The reality of having a sister hit me hard when I was about 10. We were fighting for my mom’s attention, and Julianna and I no longer had much in common. Like Raina and Amara, we were sharing a room and always arguing over when to turn the lights or TV off. She was old enough to tattle on me and tell me when it was my turn to get off the computer. One time, Julianna pulled my hair to get me off the computer and I fell out of the chair. Even though I was double her size, I was terrified of her. She hit hard!
For the next few years, I didn’t feel like Julianna and I had much in common, and I preferred to be alone. I was in middle and high school focusing on my homework, extracurricular activities, and social life. Like Raina listening to music, I was always writing and in my own world. My sister was in competitive dance classes and interested in different things than me.
In Sisters, (spoiler alert!) Amara gets a chameleon that ends up dead the next morning. This part of the book hit close to home, too! Julianna wanted a pet, and my mom bought her a frog. The frog ate crickets, and I thought it was disgusting. I was so creeped out by it and wanted nothing to do with it. One day after school, I walked by the cage and saw the frog on its back with its tongue hanging out. It was dead! I didn’t know what to do so I called my mom and told her I was going to have a funeral for it. My friends and I buried it in the backyard but no one told Julianna that her frog died. Days later, she became a mess over her frog running away. She accused me of letting it out of the cage. It wasn’t until last year, that I clarified the death of her frog, but I don’t think she believes me.

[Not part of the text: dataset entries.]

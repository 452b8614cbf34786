//! Task FSM against a live servo loop: mode gating, program
//! execution, stepping, and estop.

use rmc_channel::{CommandChannel, CommandReader, StatusChannel, StatusWriter};
use rmc_common::config::AxisConfig;
use rmc_common::io_cmd::{IoCommand, IoStatus};
use rmc_common::motion_cmd::MotionCommand;
use rmc_common::motion_status::MotionStatus;
use rmc_common::pose::Pose;
use rmc_common::task_state::{ExecState, InterpState, TaskMode, TaskState};
use rmc_motion::control::{IoInputs, MotionLoop};
use rmc_motion::joint::Joint;
use rmc_motion::IdentityKins;
use rmc_task::interp::ScriptInterp;
use rmc_task::{CanonAdapter, Disposition, OperatorCmd, PlanReadResult, TaskFsm};

const SERVO_DT: f64 = 0.001;
const TASK_DT: f64 = 0.02;

/// Whole-controller rig: task FSM + motion loop + stub io echo.
struct Rig {
    task: TaskFsm,
    motion: MotionLoop,
    io_rx: CommandReader<IoCommand>,
    io_status_tx: StatusWriter<IoStatus>,
    io_state: IoStatus,
    io: IoInputs,
}

impl Rig {
    fn new(num_joints: usize) -> Self {
        let (motion_tx, motion_rx) = CommandChannel::new::<MotionCommand>();
        let (io_tx, io_rx) = CommandChannel::new::<IoCommand>();
        let (motion_status_tx, motion_status_rx) = StatusChannel::new::<MotionStatus>();
        let (io_status_tx, io_status_rx) = StatusChannel::new::<IoStatus>();

        let cfg = AxisConfig {
            max_velocity: 20.0,
            max_acceleration: 200.0,
            min_limit: -100.0,
            max_limit: 100.0,
            ..Default::default()
        };
        let joints = (0..num_joints)
            .map(|_| {
                let mut j = Joint::from_config(&cfg);
                j.activate();
                j
            })
            .collect();
        let motion = MotionLoop::new(
            joints,
            Box::new(IdentityKins),
            50.0,
            1000.0,
            SERVO_DT,
            10,
            motion_rx,
            motion_status_tx,
            None,
            None,
        );
        let task = TaskFsm::new(motion_tx, io_tx, motion_status_rx, io_status_rx, TASK_DT);
        Self {
            task,
            motion,
            io_rx,
            io_status_tx,
            io_state: IoStatus::default(),
            io: IoInputs::default(),
        }
    }

    /// One task cycle's worth of real time: servo ticks plus the io
    /// echo stub.
    fn spin(&mut self) {
        self.task.cycle();
        for _ in 0..((TASK_DT / SERVO_DT) as usize) {
            self.motion.tick(&self.io);
        }
        // Trivial io controller: acknowledge everything immediately.
        if let Some((head, cmd)) = self.io_rx.poll() {
            match cmd {
                IoCommand::AuxEstopOn => self.io_state.estop = true,
                IoCommand::AuxEstopReset | IoCommand::AuxEstopOff => {
                    self.io_state.estop = false
                }
                IoCommand::ToolPrepare { pocket } => {
                    self.io_state.pocket_prepped = pocket as i16
                }
                _ => {}
            }
            self.io_state.echo_serial = head.serial;
            self.io_rx.ack(head.serial);
        }
        self.io_state.heartbeat += 1;
        self.io_status_tx.publish(&self.io_state);
    }

    fn spin_n(&mut self, n: usize) {
        for _ in 0..n {
            self.spin();
        }
    }

    /// Bring the machine to on/manual with all joints homed.
    fn bring_up(&mut self) {
        assert_eq!(self.task.accept(OperatorCmd::EstopReset), Disposition::Accepted);
        self.spin();
        assert_eq!(self.task.accept(OperatorCmd::MachineOn), Disposition::Accepted);
        self.spin();
        assert_eq!(
            self.task.accept(OperatorCmd::Home { joint: 0xFF }),
            Disposition::Accepted
        );
        self.spin_n(50);
    }
}

fn pose(x: f64, y: f64) -> Pose {
    Pose {
        x,
        y,
        ..Pose::ZERO
    }
}

/// A two-line program: feed to (10,0), then to (10,10), then end.
fn two_line_program() -> ScriptInterp {
    let mut canon = CanonAdapter::new(50.0, 200.0);
    canon.set_feed_rate(20.0);
    canon.set_line_number(1);
    let l1 = canon.straight_feed(pose(10.0, 0.0));
    canon.set_line_number(2);
    let l2 = canon.straight_feed(pose(10.0, 10.0));
    canon.set_line_number(3);
    let end = canon.program_end();
    ScriptInterp::new(vec![
        (vec![l1], PlanReadResult::Ok),
        (vec![l2], PlanReadResult::Ok),
        (vec![end], PlanReadResult::Eof),
    ])
}

#[test]
fn estop_gates_everything() {
    let mut rig = Rig::new(1);
    // In estop: motion commands rejected, estop reset accepted.
    assert_eq!(
        rig.task.accept(OperatorCmd::JogCont { joint: 0, vel: 5.0 }),
        Disposition::Rejected
    );
    assert_eq!(rig.task.accept(OperatorCmd::Run), Disposition::Rejected);
    assert_eq!(
        rig.task.accept(OperatorCmd::SpindleOn { speed: 100.0 }),
        Disposition::Rejected
    );
    // Parameter sets pass even in estop.
    assert_eq!(
        rig.task.accept(OperatorCmd::FeedScale(0.5)),
        Disposition::Accepted
    );
    assert_eq!(rig.task.state(), TaskState::Estop);
    assert_eq!(rig.task.accept(OperatorCmd::EstopReset), Disposition::Accepted);
    assert_eq!(rig.task.state(), TaskState::EstopReset);
}

#[test]
fn machine_on_enables_motion() {
    let mut rig = Rig::new(1);
    rig.task.accept(OperatorCmd::EstopReset);
    rig.spin();
    rig.task.accept(OperatorCmd::MachineOn);
    rig.spin_n(2);
    assert_eq!(rig.task.state(), TaskState::On);
    assert!(rig.motion.is_enabled());
}

#[test]
fn jog_accepted_only_in_manual() {
    let mut rig = Rig::new(1);
    rig.bring_up();
    assert_eq!(
        rig.task.accept(OperatorCmd::JogCont { joint: 0, vel: 5.0 }),
        Disposition::Accepted
    );
    rig.spin_n(10);
    rig.task.accept(OperatorCmd::JogStop { joint: 0 });
    rig.spin_n(20);

    rig.task.accept(OperatorCmd::SetMode(TaskMode::Auto));
    rig.spin();
    assert_eq!(rig.task.mode(), TaskMode::Auto);
    assert_eq!(
        rig.task.accept(OperatorCmd::JogCont { joint: 0, vel: 5.0 }),
        Disposition::Rejected
    );
}

#[test]
fn run_requires_auto_homed_and_program() {
    let mut rig = Rig::new(2);
    rig.bring_up();
    // Manual mode: run rejected.
    assert_eq!(rig.task.accept(OperatorCmd::Run), Disposition::Rejected);
    rig.task.accept(OperatorCmd::SetMode(TaskMode::Auto));
    rig.spin();
    // No program loaded.
    assert_eq!(rig.task.accept(OperatorCmd::Run), Disposition::Rejected);

    rig.task.set_program(Box::new(two_line_program()));
    assert_eq!(rig.task.accept(OperatorCmd::Run), Disposition::Accepted);
    assert_eq!(rig.task.interp_state(), InterpState::Reading);
}

#[test]
fn program_runs_to_completion() {
    let mut rig = Rig::new(2);
    rig.bring_up();
    rig.task.accept(OperatorCmd::SetMode(TaskMode::Auto));
    rig.spin();
    rig.task.set_program(Box::new(two_line_program()));
    rig.task.accept(OperatorCmd::Run);

    let mut cycles = 0;
    while rig.task.interp_state() != InterpState::Idle && cycles < 5_000 {
        rig.spin();
        cycles += 1;
    }
    assert_eq!(rig.task.interp_state(), InterpState::Idle, "program hung");
    assert_eq!(rig.task.exec_state(), ExecState::Done);

    // The machine ended at the program's final point.
    let joints = rig.motion.joints();
    assert!((joints[0].pos_cmd - 10.0).abs() < 1e-2);
    assert!((joints[1].pos_cmd - 10.0).abs() < 1e-2);
}

#[test]
fn pause_and_resume_mid_program() {
    let mut rig = Rig::new(2);
    rig.bring_up();
    rig.task.accept(OperatorCmd::SetMode(TaskMode::Auto));
    rig.spin();
    rig.task.set_program(Box::new(two_line_program()));
    rig.task.accept(OperatorCmd::Run);
    rig.spin_n(10);

    // Resuming a program that is not paused succeeds as a no-op.
    assert_eq!(rig.task.accept(OperatorCmd::Resume), Disposition::Accepted);
    assert_eq!(rig.task.interp_state(), InterpState::Reading);

    assert_eq!(rig.task.accept(OperatorCmd::Pause), Disposition::Accepted);
    assert_eq!(rig.task.interp_state(), InterpState::Paused);
    rig.spin_n(5);
    let x_at_pause = rig.motion.joints()[0].pos_cmd;
    rig.spin_n(20);
    // Held: no motion while paused.
    assert!((rig.motion.joints()[0].pos_cmd - x_at_pause).abs() < 0.2);

    assert_eq!(rig.task.accept(OperatorCmd::Resume), Disposition::Accepted);
    let mut cycles = 0;
    while rig.task.interp_state() != InterpState::Idle && cycles < 5_000 {
        rig.spin();
        cycles += 1;
    }
    assert_eq!(rig.task.interp_state(), InterpState::Idle);
}

#[test]
fn dwell_holds_the_pipeline() {
    let mut rig = Rig::new(1);
    rig.bring_up();
    rig.task.accept(OperatorCmd::SetMode(TaskMode::Auto));
    rig.spin();

    let mut canon = CanonAdapter::new(50.0, 200.0);
    canon.set_line_number(1);
    let dwell = canon.dwell(0.1);
    canon.set_line_number(2);
    let end = canon.program_end();
    rig.task.set_program(Box::new(ScriptInterp::new(vec![
        (vec![dwell], PlanReadResult::Ok),
        (vec![end], PlanReadResult::Eof),
    ])));
    rig.task.accept(OperatorCmd::Run);

    rig.spin_n(2);
    assert_eq!(rig.task.exec_state(), ExecState::WaitingForDelay);
    // 0.1 s at 0.02 s per cycle: done within ~7 more cycles.
    rig.spin_n(7);
    assert_eq!(rig.task.exec_state(), ExecState::Done);
}

#[test]
fn tool_prepare_queues_and_executes() {
    let mut rig = Rig::new(1);
    rig.bring_up();
    assert_eq!(
        rig.task.accept(OperatorCmd::ToolPrepare(4)),
        Disposition::Queued
    );
    rig.spin_n(5);
    assert_eq!(rig.io_state.pocket_prepped, 4);
}

#[test]
fn estop_mid_program_clears_everything() {
    let mut rig = Rig::new(2);
    rig.bring_up();
    rig.task.accept(OperatorCmd::SetMode(TaskMode::Auto));
    rig.spin();
    rig.task.set_program(Box::new(two_line_program()));
    rig.task.accept(OperatorCmd::Run);
    rig.spin_n(5);

    rig.task.accept(OperatorCmd::EstopOn);
    rig.spin_n(3);
    assert_eq!(rig.task.state(), TaskState::Estop);
    assert_eq!(rig.task.interp_state(), InterpState::Idle);
    assert_eq!(rig.task.queued(), 0);
    assert!(!rig.motion.is_enabled());
    assert!(rig.io_state.estop);
}

#[test]
fn mode_switch_rejected_while_program_active() {
    let mut rig = Rig::new(2);
    rig.bring_up();
    rig.task.accept(OperatorCmd::SetMode(TaskMode::Auto));
    rig.spin();
    rig.task.set_program(Box::new(two_line_program()));
    rig.task.accept(OperatorCmd::Run);
    rig.spin_n(3);
    assert_eq!(
        rig.task.accept(OperatorCmd::SetMode(TaskMode::Manual)),
        Disposition::Rejected
    );
}

#[test]
fn barrier_waits_for_drain() {
    let mut rig = Rig::new(1);
    rig.bring_up();
    rig.task.accept(OperatorCmd::SetMode(TaskMode::Auto));
    rig.spin();

    let mut canon = CanonAdapter::new(50.0, 200.0);
    canon.set_feed_rate(20.0);
    canon.set_line_number(1);
    let l1 = canon.straight_feed(pose(5.0, 0.0));
    canon.set_line_number(2);
    let l2 = canon.straight_feed(pose(10.0, 0.0));
    canon.set_line_number(3);
    let end = canon.program_end();
    // Block 1 asks for an execute-finish sync after the first move.
    rig.task.set_program(Box::new(ScriptInterp::new(vec![
        (vec![l1], PlanReadResult::ExecuteFinish),
        (vec![l2], PlanReadResult::Ok),
        (vec![end], PlanReadResult::Eof),
    ])));
    rig.task.accept(OperatorCmd::Run);

    // While the barrier is pending, the second line must not issue.
    let mut saw_barrier_wait = false;
    let mut cycles = 0;
    while rig.task.interp_state() != InterpState::Idle && cycles < 5_000 {
        rig.spin();
        if rig.task.exec_state() == ExecState::WaitingForMotionQueue {
            saw_barrier_wait = true;
            // The follow-on line is still queued (or unread).
            assert!(rig.motion.joints()[0].pos_cmd < 5.5);
        }
        cycles += 1;
    }
    assert!(saw_barrier_wait, "barrier never gated execution");
    assert_eq!(rig.task.interp_state(), InterpState::Idle);
    assert!((rig.motion.joints()[0].pos_cmd - 10.0).abs() < 1e-2);
}

#[test]
fn mdi_executes_single_block() {
    let mut rig = Rig::new(1);
    rig.bring_up();
    rig.task.accept(OperatorCmd::SetMode(TaskMode::Mdi));
    rig.spin();

    let mut canon = CanonAdapter::new(50.0, 200.0);
    canon.set_feed_rate(20.0);
    canon.set_line_number(1);
    let item = canon.straight_feed(pose(3.0, 0.0));
    assert_eq!(
        rig.task.accept(OperatorCmd::MdiExecute(vec![item])),
        Disposition::Accepted
    );
    let mut cycles = 0;
    while (rig.task.queued() > 0 || rig.motion.traj().depth() > 0) && cycles < 5_000 {
        rig.spin();
        cycles += 1;
    }
    rig.spin_n(20);
    assert!((rig.motion.joints()[0].pos_cmd - 3.0).abs() < 1e-2);
}

#[test]
fn interp_error_parks_in_waiting() {
    let mut rig = Rig::new(1);
    rig.bring_up();
    rig.task.accept(OperatorCmd::SetMode(TaskMode::Auto));
    rig.spin();
    rig.task.set_program(Box::new(ScriptInterp::new(vec![(
        vec![],
        PlanReadResult::Error("bad G-code".into()),
    )])));
    rig.task.accept(OperatorCmd::Run);
    rig.spin_n(2);
    assert_eq!(rig.task.interp_state(), InterpState::Waiting);
    assert_eq!(rig.task.exec_state(), ExecState::Error);
    // Abort recovers to idle.
    rig.task.accept(OperatorCmd::Abort);
    assert_eq!(rig.task.interp_state(), InterpState::Idle);
}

It was also around this time when we would do a lot of things to make each other mad. One time, Julianna yelled, “Ow!” and got down on the ground. She told our mom that I hit her! Since Julianna is the baby, my mom always took her side. My grandma and mom used to pull the car over when Julianna and I would fight because we were so distracting. Like Raina’s mom, they just wanted us to sit still and get along.
Julianna and I didn’t become close until recently. When I moved away to college and we didn’t share a room or see each other often, we didn’t have much to fight about. When she entered middle school, I became protective over her and wanted to be involved in her education so I could help set her up for success. As she got older, we were about to talk about things that we had in common and do things together like go to concerts, go shopping, or listen to music together. While Raina and Amara made up after weeks in their mom’s van, Julianna and I become close over the distance between us.
Today, my sister and I have a strong relationship. My sister graduated high school in June and my mom didn’t even bother taking any photos because she knew I would document every minute. I even made my way to the front of the auditorium to get a photo of her accepting her diploma. This summer, we traveled to Madrid, Spain, together. If you would’ve told me ten years ago that we would be vacationing together, I would’ve called you crazy!
Sisters reminded me of the hard times that Julianna and I had to go through to become close. While things like age and interests set us apart growing up, over the years, those things ended up bringing us together. She is my sister and I can’t change that. We have been through good and bad times together, but there are certain things that only she can understand!